ACTION ALERT: (sent to us by Maury Silverman at [email protected])
A Troublesome Item in the U.S. Codex draft Position Document
Please Note and respond,
In the U.S. Draft Positions for the Codex Committee on Nutrition and Foods for Special Dietary Uses, 24th Session, As of July 2002, the preparatory document for the Codex meeting in Bonn, Germany on November 4-8, 2002, there is a very troublesome item in the agenda item No. 6, Proposed Draft Guidelines for Vitamin and Mineral Supplements (at step 4). It is a U.S. proposed draft position on labeling, item 5.9, which states: "We recommend the following revision: All labels should bear a statement that a supplement should be taken on an advice of a nutritionist, a dietician, or a medical doctor"
This proposed label ought to be eliminated from any U.S. position paper for substantial reason.
In the General Comments of the U.S. Draft Position, it states: "The United States supports consumer choice and access to dietary supplements that are safe and are labeled in a truthful and non-misleading manner".
To label food supplements in a manner to lead the consumer to believe that one should only depend on the advice of a medical doctor, dietician, or nutritionist to be able to make a choice of nutritional supplementation is a misleading statement for substantive reason.

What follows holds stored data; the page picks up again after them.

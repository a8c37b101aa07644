use crate::constants::*;
use crate::document::{SnapshotMeta, TypeDescriptor};
use crate::error::{Result, SnapshotError};
use std::collections::HashMap;

lazy_static! {
    /// Class names of node types whose instances are not grouped by name.
    /// Types missing here render as `(<type>)`.
    static ref FIXED_CLASS_NAMES: HashMap<&'static str, &'static str> = {
        let mut m = HashMap::new();
        m.insert("hidden", "(system)");
        m.insert("code", "(compiled code)");
        m
    };
}

/// Field offsets and type tags resolved from the snapshot metadata.
///
/// Every accessor on the store is expressed in terms of these values, so
/// the engine works with any field order the producer chooses.
#[derive(Debug, Clone)]
pub struct Layout {
    pub node_field_count: usize,
    pub node_type_offset: usize,
    pub node_name_offset: usize,
    pub node_id_offset: usize,
    pub node_self_size_offset: usize,
    pub node_edge_count_offset: usize,
    pub node_trace_node_id_offset: Option<usize>,

    pub node_types: Vec<String>,
    /// Class name for each node type tag, `None` for types grouped by name.
    pub node_class_names: Vec<Option<String>>,
    pub node_array_type: u32,
    pub node_hidden_type: u32,
    pub node_object_type: u32,
    pub node_native_type: u32,
    pub node_string_type: u32,
    pub node_cons_string_type: u32,
    pub node_sliced_string_type: u32,
    pub node_code_type: u32,
    pub node_synthetic_type: u32,

    pub edge_fields_count: usize,
    pub edge_type_offset: usize,
    pub edge_name_offset: usize,
    pub edge_to_node_offset: usize,

    pub edge_types: Vec<String>,
    pub edge_element_type: u32,
    pub edge_hidden_type: u32,
    pub edge_internal_type: u32,
    pub edge_shortcut_type: u32,
    pub edge_weak_type: u32,
    pub edge_invisible_type: u32,

    pub sample_timestamp_offset: Option<usize>,
    pub sample_last_assigned_id_offset: Option<usize>,
    pub sample_fields_count: usize,
}

fn field_offset(fields: &[String], name: &'static str) -> Result<usize> {
    fields
        .iter()
        .position(|f| f == name)
        .ok_or(SnapshotError::MissingField(name))
}

fn type_table(
    types: &[TypeDescriptor],
    offset: usize,
    what: &'static str,
) -> Result<Vec<String>> {
    match types.get(offset) {
        Some(TypeDescriptor::Enum(names)) => Ok(names.clone()),
        _ => Err(SnapshotError::MissingField(what)),
    }
}

fn type_tag(types: &[String], name: &str) -> u32 {
    types
        .iter()
        .position(|t| t == name)
        .map_or(ABSENT_TYPE, |p| p as u32)
}

impl Layout {
    pub fn from_meta(meta: &SnapshotMeta) -> Result<Layout> {
        let node_fields = &meta.node_fields;
        let node_type_offset = field_offset(node_fields, "type")?;
        let node_types = type_table(&meta.node_types, node_type_offset, "node_types")?;
        let node_class_names = node_types
            .iter()
            .map(|t| match t.as_str() {
                "object" | "native" => None,
                other => Some(
                    FIXED_CLASS_NAMES
                        .get(other)
                        .map_or_else(|| format!("({})", other), |s| s.to_string()),
                ),
            })
            .collect();

        let edge_fields = &meta.edge_fields;
        let edge_type_offset = field_offset(edge_fields, "type")?;
        let mut edge_types = type_table(&meta.edge_types, edge_type_offset, "edge_types")?;
        edge_types.push(INVISIBLE_EDGE_TYPE_NAME.to_string());

        let sample_fields = &meta.sample_fields;

        Ok(Layout {
            node_field_count: node_fields.len(),
            node_type_offset,
            node_name_offset: field_offset(node_fields, "name")?,
            node_id_offset: field_offset(node_fields, "id")?,
            node_self_size_offset: field_offset(node_fields, "self_size")?,
            node_edge_count_offset: field_offset(node_fields, "edge_count")?,
            node_trace_node_id_offset: field_offset(node_fields, "trace_node_id").ok(),

            node_array_type: type_tag(&node_types, "array"),
            node_hidden_type: type_tag(&node_types, "hidden"),
            node_object_type: type_tag(&node_types, "object"),
            node_native_type: type_tag(&node_types, "native"),
            node_string_type: type_tag(&node_types, "string"),
            node_cons_string_type: type_tag(&node_types, "concatenated string"),
            node_sliced_string_type: type_tag(&node_types, "sliced string"),
            node_code_type: type_tag(&node_types, "code"),
            node_synthetic_type: type_tag(&node_types, "synthetic"),
            node_types,
            node_class_names,

            edge_fields_count: edge_fields.len(),
            edge_type_offset,
            edge_name_offset: field_offset(edge_fields, "name_or_index")?,
            edge_to_node_offset: field_offset(edge_fields, "to_node")?,

            edge_element_type: type_tag(&edge_types, "element"),
            edge_hidden_type: type_tag(&edge_types, "hidden"),
            edge_internal_type: type_tag(&edge_types, "internal"),
            edge_shortcut_type: type_tag(&edge_types, "shortcut"),
            edge_weak_type: type_tag(&edge_types, "weak"),
            edge_invisible_type: type_tag(&edge_types, INVISIBLE_EDGE_TYPE_NAME),
            edge_types,

            sample_timestamp_offset: field_offset(sample_fields, "timestamp_us").ok(),
            sample_last_assigned_id_offset: field_offset(sample_fields, "last_assigned_id").ok(),
            sample_fields_count: sample_fields.len(),
        })
    }

    pub fn node_type_name(&self, tag: u32) -> &str {
        self.node_types
            .get(tag as usize)
            .map_or("unknown", |s| s.as_str())
    }

    pub fn edge_type_name(&self, tag: u32) -> &str {
        self.edge_types
            .get(tag as usize)
            .map_or("unknown", |s| s.as_str())
    }
}
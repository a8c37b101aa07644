use crate::classify::EdgeClassifier;
use crate::flags::NodeFlags;
use crate::store::SnapshotStore;

/// Flag everything the page owns: nodes reachable over non-weak edges from
/// the root's shortcut children and from the "(Document DOM trees)" root.
///
/// A node carries the transient marker from the moment it is queued until
/// it is popped, so each node is queued at most once and the queue never
/// outgrows the node count.
pub(crate) fn mark_page_owned_nodes(
    store: &SnapshotStore,
    classifier: EdgeClassifier,
    flags: &mut [NodeFlags],
) {
    let flag = NodeFlags::PAGE_OBJECT;
    let marker = NodeFlags::VISITED_MARKER;
    let marker_and_flag = marker | flag;
    let mut nodes_to_visit: Vec<usize> = Vec::with_capacity(store.node_count());

    for edge_index in store.edge_indexes(store.root_node_ordinal()) {
        let t = store.edge_type(edge_index);
        let node_index = store.edge_to_node(edge_index);
        if classifier.is_element(t) {
            if !store.is_document_dom_trees_root(node_index) {
                continue;
            }
        } else if !classifier.is_shortcut(t) {
            continue;
        }
        let ordinal = store.ordinal(node_index);
        nodes_to_visit.push(ordinal);
        flags[ordinal] |= marker;
    }

    while let Some(ordinal) = nodes_to_visit.pop() {
        flags[ordinal] = (flags[ordinal] | flag).permanent();
        for edge_index in store.edge_indexes(ordinal) {
            let child = store.edge_to_ordinal(edge_index);
            if flags[child].intersects(marker_and_flag) {
                continue;
            }
            if classifier.is_weak(store.edge_type(edge_index)) {
                continue;
            }
            nodes_to_visit.push(child);
            flags[child] |= marker;
        }
    }
}

#[cfg(test)]
mod tests {
    use super::*;
    use crate::test_util::with_gc_roots;

    #[test]
    fn test_page_ownership_and_marker_cleanup() {
        let (mut b, gc_roots, window) = with_gc_roots();
        let doc_trees = b.add_node("synthetic", "(Document DOM trees)", 0);
        let document = b.add_node("native", "HTMLDocument", 64);
        let owned = b.add_node("object", "Owned", 8);
        let weakly_held = b.add_node("object", "Weak", 8);
        let system = b.add_node("object", "System", 8);
        b.add_indexed_edge(0, "element", 2, doc_trees);
        b.add_indexed_edge(doc_trees, "element", 1, document);
        b.add_edge(window, "property", "o", owned);
        b.add_edge(owned, "property", "cycle", window);
        b.add_edge(owned, "weak", "w", weakly_held);
        b.add_indexed_edge(gc_roots, "element", 1, system);
        let store = SnapshotStore::from_document(b.document()).unwrap();
        let classifier = EdgeClassifier::new(store.layout(), false);
        let mut flags = vec![NodeFlags::empty(); store.node_count()];
        mark_page_owned_nodes(&store, classifier, &mut flags);

        for page in [window, owned, doc_trees, document] {
            assert!(flags[page].contains(NodeFlags::PAGE_OBJECT), "#{}", page);
        }
        for other in [0, gc_roots, weakly_held, system] {
            assert!(!flags[other].contains(NodeFlags::PAGE_OBJECT), "#{}", other);
        }
        assert!(flags.iter().all(|f| !f.intersects(NodeFlags::VISITED_MARKER)));
    }
}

A supermajority of medical doctors have little or no training, experience, or interest in nutrition or nutritional supplementation. Dieticians and nutritionists are less so, but in far less abundance in the healthcare workplace. The "healthcare" mode of healing and practice is a small subset compared to the "medical care" provider. To make these groups of practitioners gatekeepers for a field, nutritional supplementation, that is not a priority or emphasis of their formal education and training does not make real or logical sense.
Most health practitioners who become advocates of food supplementation do so from developing personal interest in the subject, often after seeing good clinical outcomes with nutritional supplementation in therapeutics.
What is called the "medical model" of nutrition is often different than nutritional intervention from a wider perspective beyond knowledge of biochemistry and physiology, taking into perspective the quality of food on the market, the nature of chemical agriculture, environmental contamination that affects health, the human constitution, and the expanding incidence of various pathophysiologic predispositions for disease. This is not taught in medical schools or in graduate residency programs. It is knowledge sought out by the motivated, interested healthcare provider.
The above labeling proposal should be eliminated because it is in violation of U.S. law, the Dietary Supplement Health and Education Act of 1994, DSHEA, Public Law 103-417, and is in violation of national U.S. appeals court case law, Pearson v. Shalala, which provide for truthful and non-misleading third party literature and labeled health statements for food supplements. These are the legally provided compensation for the lack of formal education training in nutrition of medical doctors and other healthcare providers. It is these legally provided avenues of education and information provided by the first amendment of the U.S. constitution that can eventually motivate the ‘learned professions’ to include more nutrition in their education and training.
It makes little sense to take up label space to tell people to seek advice of someone with little education on the subject, when the label space may be better utilized by offering science based information about the contents of the product.
We are in an emerging era where people are urged to take responsibility for their health and wellbeing. The effective way to do this in the healthcare arena is to empower people with truthful and non-misleading information on nutrition, health, and disease prevention. This motivates people to the very limits of their personal intellectual and educational capacities to improve their health and lives via nutrition. An ounce of prevention is worth ten pounds of "cure". Building better protoplasm from better nutrition is more desirable than more expensive side effects of drugs.
Please respond to the Food and Drug administration by August 23, 2002.
Please ask them to delete item 5.9 of agenda item No. 6 in the draft guidelines for vitamin and mineral supplements. Tell them that every citizen is the real gatekeeper for truthful and non-misleading information about nutrition.
Comments on the codex proposed positions may be sent electronically to:
Let us not harmonize international food and supplement labeling to inadequate labeling. United States law provides the best availability of information. That should be our example and gift to the world. Item 5.9 of the labeling proposal is regressive and misleading.